AIM OF THE EXERCISE: Take the data below. Output it exactly from its first line through the line containing "one search box.".

DATA EXTRACTS:
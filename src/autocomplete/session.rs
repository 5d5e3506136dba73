//! Search session state: the typed term plus the debug stepper.
//!
//! Stepping replays the term one character at a time so the active trie path
//! can be shown growing node by node. Suggestions always use the full term.

/// The state behind one search box.
#[derive(Debug, Clone, Default, PartialEq, Eq)]
pub struct SearchSession {
    term: String,
    /// Characters revealed in debug mode, `None` outside it
    step: Option<usize>,
}

impl SearchSession {
    /// Creates a session holding `term`, not in debug mode.
    pub fn new<S: Into<String>>(term: S) -> Self {
        Self {
            term: term.into(),
            step: None,
        }
    }

    /// The full typed term.
    pub fn term(&self) -> &str {
        &self.term
    }

    /// Replaces the term and leaves debug mode.
    pub fn set_term<S: Into<String>>(&mut self, term: S) {
        self.term = term.into();
        self.step = None;
    }

    /// Current debug step, `None` outside debug mode.
    pub fn step_index(&self) -> Option<usize> {
        self.step
    }

    /// Returns `true` while stepping through the term.
    pub fn is_stepping(&self) -> bool {
        self.step.is_some()
    }

    /// Advances the debug stepper and returns the new step.
    ///
    /// Entering debug mode, or stepping past the end of the term, restarts at 0.
    pub fn advance(&mut self) -> usize {
        let next = match self.step {
            Some(step) if step < self.term_len() => step + 1,
            _ => 0,
        };
        self.step = Some(next);
        next
    }

    /// Leaves debug mode.
    pub fn reset_step(&mut self) {
        self.step = None;
    }

    /// The prefix used to highlight the trie path.
    ///
    /// Outside debug mode this is the whole term; while stepping it is the
    /// first `step` characters.
    pub fn active_prefix(&self) -> &str {
        match self.step {
            None => &self.term,
            Some(step) => super::highlight(&self.term, step).0,
        }
    }

    /// Number of characters of each suggestion to highlight.
    pub fn match_len(&self) -> usize {
        self.term_len()
    }

    fn term_len(&self) -> usize {
        self.term.chars().count()
    }
}

#[cfg(test)]
mod tests {
    use super::*;

    #[test]
    fn test_outside_debug_mode_uses_full_term() {
        let session = SearchSession::new("App");
        assert!(!session.is_stepping());
        assert_eq!(session.active_prefix(), "App");
        assert_eq!(session.match_len(), 3);
    }

    #[test]
    fn test_stepping_cycles_through_term() {
        let mut session = SearchSession::new("So");

        let prefixes: Vec<String> = (0..5)
            .map(|_| {
                session.advance();
                session.active_prefix().to_string()
            })
            .collect();

        assert_eq!(prefixes, vec!["", "S", "So", "", "S"]);
    }

    #[test]
    fn test_set_term_leaves_debug_mode() {
        let mut session = SearchSession::new("Sam");
        session.advance();
        session.advance();
        assert_eq!(session.step_index(), Some(1));

        session.set_term("Son");
        assert_eq!(session.step_index(), None);
        assert_eq!(session.active_prefix(), "Son");
    }

    #[test]
    fn test_reset_step() {
        let mut session = SearchSession::new("Nike");
        assert_eq!(session.advance(), 0);
        session.reset_step();
        assert!(!session.is_stepping());
        assert_eq!(session.active_prefix(), "Nike");
    }

    #[test]
    fn test_empty_term_steps_stay_at_zero() {
        let mut session = SearchSession::default();
        assert_eq!(session.advance(), 0);
        assert_eq!(session.advance(), 0);
        assert_eq!(session.active_prefix(), "");
    }
}
//! Configuration module for Lanai.
//!
//! This module provides a layered configuration system: built-in defaults,
//! then an optional file (TOML, YAML, JSON), then environment variables.
//! All configuration values are validated for correctness before use.

use crate::error::config::ConfigError;
use config::{Config, ConfigError as ExternalConfigError, Environment, File};
use once_cell::sync::OnceCell;
use serde::{Deserialize, Serialize};
use std::path::{Path, PathBuf};

pub mod catalog;
pub mod search;

/// Result type for configuration operations.
pub type ConfigResult<T> = Result<T, ConfigError>;

/// Default environment variable prefix for configuration overrides
pub const ENV_PREFIX: &str = "LANAI";

/// A trait for types that can be validated.
pub trait Validate {
    /// Validates that the configuration is correct.
    ///
    /// # Returns
    ///
    /// * `Ok(())` if the configuration is valid
    /// * `Err(ConfigError)` if the configuration is invalid
    fn validate(&self) -> ConfigResult<()>;
}

/// Main configuration for Lanai.
#[derive(Debug, Clone, Serialize, Deserialize, Default)]
pub struct LanaiConfig {
    /// Catalog source configuration
    pub catalog: catalog::CatalogConfig,

    /// Search behavior configuration
    pub search: search::SearchConfig,

    /// Log configuration
    pub log: LogConfig,
}

impl Validate for LanaiConfig {
    fn validate(&self) -> ConfigResult<()> {
        self.catalog.validate()?;
        self.search.validate()?;
        self.log.validate()?;
        Ok(())
    }
}

/// Logging configuration.
#[derive(Debug, Clone, Serialize, Deserialize)]
pub struct LogConfig {
    /// Log level (trace, debug, info, warn, error)
    pub level: String,

    /// Whether to log in JSON format
    pub json: bool,

    /// Whether to include source code locations in logs
    pub source_location: bool,
}

impl Default for LogConfig {
    fn default() -> Self {
        Self {
            level: "warn".to_string(),
            json: false,
            source_location: false,
        }
    }
}

impl Validate for LogConfig {
    fn validate(&self) -> ConfigResult<()> {
        match self.level.as_str() {
            "trace" | "debug" | "info" | "warn" | "error" => Ok(()),
            _ => Err(ConfigError::ValidationError(format!(
                "Invalid log level: {}",
                self.level
            ))),
        }
    }
}

/// Configuration loader for Lanai.
#[derive(Debug)]
pub struct ConfigLoader {
    config_path: Option<PathBuf>,
    env_prefix: String,
}

impl ConfigLoader {
    /// Creates a new configuration loader.
    ///
    /// # Arguments
    ///
    /// * `config_path` - Optional path to the configuration file
    /// * `env_prefix` - Prefix for environment variables that override configuration values
    pub fn new<P: AsRef<Path>>(config_path: Option<P>, env_prefix: &str) -> Self {
        Self {
            config_path: config_path.map(|p| p.as_ref().to_path_buf()),
            env_prefix: env_prefix.to_string(),
        }
    }

    /// Loads the configuration from a file and environment variables.
    ///
    /// # Returns
    ///
    /// * `Ok(LanaiConfig)` if the configuration was loaded successfully
    /// * `Err(ConfigError)` if there was an error loading the configuration
    pub fn load(&self) -> ConfigResult<LanaiConfig> {
        let mut builder = Config::builder();

        builder = builder.add_source(
            Config::try_from(&LanaiConfig::default())
                .map_err(|e| ConfigError::ParseError(e.to_string()))?,
        );

        if let Some(path) = &self.config_path {
            if !path.exists() {
                return Err(ConfigError::FileNotFound(path.clone()));
            }

            let format = match path.extension().and_then(|ext| ext.to_str()) {
                Some("toml") => config::FileFormat::Toml,
                Some("json") => config::FileFormat::Json,
                Some("yaml" | "yml") => config::FileFormat::Yaml,
                _ => {
                    return Err(ConfigError::ParseError(format!(
                        "Unsupported file extension for: {path:?}"
                    )))
                }
            };
            builder = builder.add_source(File::from(path.as_path()).format(format));
        }

        builder = builder.add_source(
            Environment::with_prefix(&self.env_prefix)
                .separator("__")
                .try_parsing(true),
        );

        let config = builder.build().map_err(|e| match e {
            ExternalConfigError::NotFound(path) => ConfigError::FileNotFound(PathBuf::from(path)),
            ExternalConfigError::FileParse { uri, cause } => ConfigError::ParseError(format!(
                "Error parsing config file {}: {cause}",
                uri.unwrap_or_default()
            )),
            other => ConfigError::ParseError(other.to_string()),
        })?;

        let lanai_config: LanaiConfig = config
            .try_deserialize()
            .map_err(|e| ConfigError::ParseError(e.to_string()))?;

        lanai_config.validate()?;

        tracing::debug!(
            file = ?self.config_path,
            env_prefix = %self.env_prefix,
            "Configuration loaded"
        );

        Ok(lanai_config)
    }
}

/// Global configuration.
static GLOBAL_CONFIG: OnceCell<LanaiConfig> = OnceCell::new();

/// Initialize the global configuration.
///
/// # Arguments
///
/// * `config` - The configuration to set as global
pub fn init_global_config(config: LanaiConfig) {
    if GLOBAL_CONFIG.set(config).is_err() {
        tracing::warn!("Global configuration was already initialized, ignoring new configuration");
    }
}

/// Get the global configuration, if it has been initialized.
pub fn global_config() -> Option<&'static LanaiConfig> {
    GLOBAL_CONFIG.get()
}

FINISHED TASK:
filename src/autocomplete/session.rs
repository 5d5e3506136dba73
//! Search session state: the typed term plus the debug stepper.
//!
//! Stepping replays the term one character at a time so the active trie path
//! can be shown growing node by node. Suggestions always use the full term.

/// The state behind one search box.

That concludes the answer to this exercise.